I am licensed in Nevada, but this Answer should apply in Texas as well.
If the driver was the owner of the car or driving with the permission of the owner, the owner's insurance should provide coverage for the damages you sustained in the accident.
Hopefully, you did not suffer any personal injuries as a result of the accident and should have your car repaired or replaced by his insurance (up to the policy limits of his coverage).
If you were injured, seek treatment for the injuries caused by the other driver's negligence and an attorney to represent you in your case. You should also check with your policy and discuss issues such as medical payments and/or personal injury protection coverage with your attorney. You can find more information on insurance coverages on our website at http://capandkudler.com/useful-information/about-automobile/.

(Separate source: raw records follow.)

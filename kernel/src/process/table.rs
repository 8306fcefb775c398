//! Process Table
//!
//! Fixed-capacity table of process control blocks. Slots fill in creation
//! order and are never reclaimed; an exited process keeps its slot.

use super::context::{InitialFrame, KernelStacks, ResumePoint};
use super::pcb::{Pcb, ProcessId, ProcessState};
use crate::arch::Hal;
use crate::config::{FRAME_SIZE, MAX_PROCESSES, USER_STACK_GUARD};
use crate::memory::{AddressSpace, FrameAllocator, MapError, RegionPurpose, VirtAddr};
use core::fmt;

/// Reference to a created process.
#[derive(Debug, Clone, Copy, PartialEq, Eq)]
pub struct PcbHandle {
    slot: usize,
    id: ProcessId,
}

impl PcbHandle {
    pub fn slot(&self) -> usize {
        self.slot
    }

    pub fn id(&self) -> ProcessId {
        self.id
    }
}

/// Process creation and loading errors.
#[derive(Debug, Clone, Copy, PartialEq, Eq)]
pub enum ProcessError {
    /// Every slot is taken.
    TableFull,
    /// Program does not fit in one code region.
    ImageTooLarge,
    /// No image supplied.
    NullImage,
    /// Zero-length image.
    EmptyImage,
    /// Handle does not name a live slot.
    InvalidHandle,
    /// Region setup failed.
    Map(MapError),
}

impl From<MapError> for ProcessError {
    fn from(err: MapError) -> Self {
        ProcessError::Map(err)
    }
}

impl fmt::Display for ProcessError {
    fn fmt(&self, f: &mut fmt::Formatter<'_>) -> fmt::Result {
        match self {
            Self::TableFull => write!(f, "process table full"),
            Self::ImageTooLarge => write!(f, "image larger than a code region"),
            Self::NullImage => write!(f, "no image"),
            Self::EmptyImage => write!(f, "empty image"),
            Self::InvalidHandle => write!(f, "invalid process handle"),
            Self::Map(err) => write!(f, "mapping failed: {}", err),
        }
    }
}

/// The process table.
pub struct ProcessTable {
    slots: [Pcb; MAX_PROCESSES],
    stacks: &'static KernelStacks,
    count: usize,
    next_id: u32,
    running: Option<usize>,
}

impl ProcessTable {
    /// Empty table whose processes run on `stacks`.
    pub const fn new(stacks: &'static KernelStacks) -> Self {
        Self {
            slots: [const { Pcb::empty() }; MAX_PROCESSES],
            stacks,
            count: 0,
            next_id: 1,
            running: None,
        }
    }

    /// Create a process able to hold an image of `image_len` bytes.
    ///
    /// Maps its code and stack regions, reserves its kernel stack and
    /// synthesizes the frame the switch path will first resume it from.
    pub fn create<H: Hal>(
        &mut self,
        name: &str,
        image_len: usize,
        space: &mut AddressSpace,
        frames: &mut FrameAllocator,
        hal: &mut H,
    ) -> Result<PcbHandle, ProcessError> {
        if self.count == MAX_PROCESSES {
            log::warn!("[PROC] Cannot create '{}': table full", name);
            return Err(ProcessError::TableFull);
        }
        if image_len > FRAME_SIZE {
            return Err(ProcessError::ImageTooLarge);
        }

        let slot = self.count;
        let code = space.map_process_region(slot, RegionPurpose::Code, frames, hal)?;
        let stack = match space.map_process_region(slot, RegionPurpose::Stack, frames, hal) {
            Ok(stack) => stack,
            Err(err) => {
                // Leave no half-built process behind.
                if let Err(undo) = space.unmap_region(&code, frames, hal) {
                    log::warn!(
                        "[PROC] Rollback of '{}' code region at {} failed: {}",
                        name,
                        code.base,
                        undo
                    );
                }
                log::warn!("[PROC] Cannot create '{}': stack region: {}", name, err);
                return Err(err.into());
            }
        };

        let id = ProcessId(self.next_id);
        self.next_id += 1;

        let entry = code.base;
        let user_stack_top = VirtAddr::new(stack.base.as_u32() + FRAME_SIZE as u32 - USER_STACK_GUARD);
        let frame = InitialFrame::new(hal.user_entry_trampoline(), entry, user_stack_top);

        let pcb = &mut self.slots[slot];
        pcb.id = id;
        pcb.set_name(name);
        pcb.state = ProcessState::Ready;
        pcb.entry = entry;
        pcb.user_stack_top = user_stack_top;
        pcb.run_count = 0;
        pcb.exit_code = None;
        pcb.code = Some(code);
        pcb.stack = Some(stack);
        pcb.kernel_stack_top = self.stacks.top(slot);
        // SAFETY: the slot has never been handed out, so nothing runs on
        // or is suspended in its kernel stack.
        unsafe { self.stacks.push_initial_frame(slot, &frame) };
        self.count += 1;

        log::info!(
            "[PROC] Created pid {} '{}' in slot {}: entry {}, stack {}",
            id,
            pcb.name(),
            slot,
            entry,
            user_stack_top
        );

        Ok(PcbHandle { slot, id })
    }

    /// Copy a raw program image into the process's code region.
    pub fn load<H: Hal>(
        &mut self,
        handle: PcbHandle,
        image: Option<&[u8]>,
        space: &AddressSpace,
        hal: &mut H,
    ) -> Result<(), ProcessError> {
        let image = image.ok_or(ProcessError::NullImage)?;
        if image.is_empty() {
            return Err(ProcessError::EmptyImage);
        }
        let pcb = self.get(handle).ok_or(ProcessError::InvalidHandle)?;
        let code = pcb.code.ok_or(ProcessError::InvalidHandle)?;
        if image.len() > FRAME_SIZE {
            return Err(ProcessError::ImageTooLarge);
        }

        hal.copy_to_user(space.directory(), code.base, image);
        log::debug!(
            "[PROC] Loaded {} bytes for pid {} at {}",
            image.len(),
            pcb.id,
            code.base
        );
        Ok(())
    }

    pub fn get(&self, handle: PcbHandle) -> Option<&Pcb> {
        self.slots[..self.count]
            .get(handle.slot)
            .filter(|pcb| pcb.id == handle.id)
    }

    pub fn slot(&self, slot: usize) -> Option<&Pcb> {
        self.slots[..self.count].get(slot)
    }

    pub fn slot_mut(&mut self, slot: usize) -> Option<&mut Pcb> {
        self.slots[..self.count].get_mut(slot)
    }

    /// Kernel stacks backing the table's slots.
    pub fn stacks(&self) -> &'static KernelStacks {
        self.stacks
    }

    /// The resume point saved for `slot`.
    pub fn resume(&self, slot: usize) -> ResumePoint {
        self.stacks.resume(slot)
    }

    /// Slot of the process that owns the CPU.
    pub fn running_slot(&self) -> Option<usize> {
        self.running
    }

    pub(crate) fn set_running_slot(&mut self, slot: Option<usize>) {
        self.running = slot;
    }

    pub fn running(&self) -> Option<&Pcb> {
        self.running.and_then(|slot| self.slot(slot))
    }

    pub fn running_mut(&mut self) -> Option<&mut Pcb> {
        self.running.and_then(move |slot| self.slot_mut(slot))
    }

    /// Number of created processes.
    pub fn len(&self) -> usize {
        self.count
    }

    pub fn is_empty(&self) -> bool {
        self.count == 0
    }

    pub fn iter(&self) -> impl Iterator<Item = &Pcb> {
        self.slots[..self.count].iter()
    }

    pub fn exited_count(&self) -> usize {
        self.iter().filter(|pcb| pcb.is_exited()).count()
    }

    /// Sum of run counts over all processes.
    pub fn total_runs(&self) -> u64 {
        self.iter().map(|pcb| pcb.run_count as u64).sum()
    }

    /// Whether at least one process exists and every one has exited.
    pub fn all_exited(&self) -> bool {
        !self.is_empty() && self.iter().all(Pcb::is_exited)
    }
}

It appears that the Statute of Limitations on property damage and personal injury cases is two years. This means that you have two years from the date of the accident (excluding certain technical rules) to file a lawsuit on these damages or forever lose your right to do so.
Hope this helps.
/s Donald Kudler
His insurance, assuming it was valid at the time of the collision, will be responsible for providing a defense and indemnifying him up to the extent of the policy limits. If you were injured in the collision, you should seek appropriate medical care and be VERY careful about discussing this matter with the insurer as their goal is to limit your recovery as much as possible (that is how they make/retain their money).
I would be happy to discuss your options – feel free to call me at 817/877-3355.
If he had insurance coverage at the time of the collision, his insurance company will pay for any loss within the policy limits -- this includes property damage and personal injury.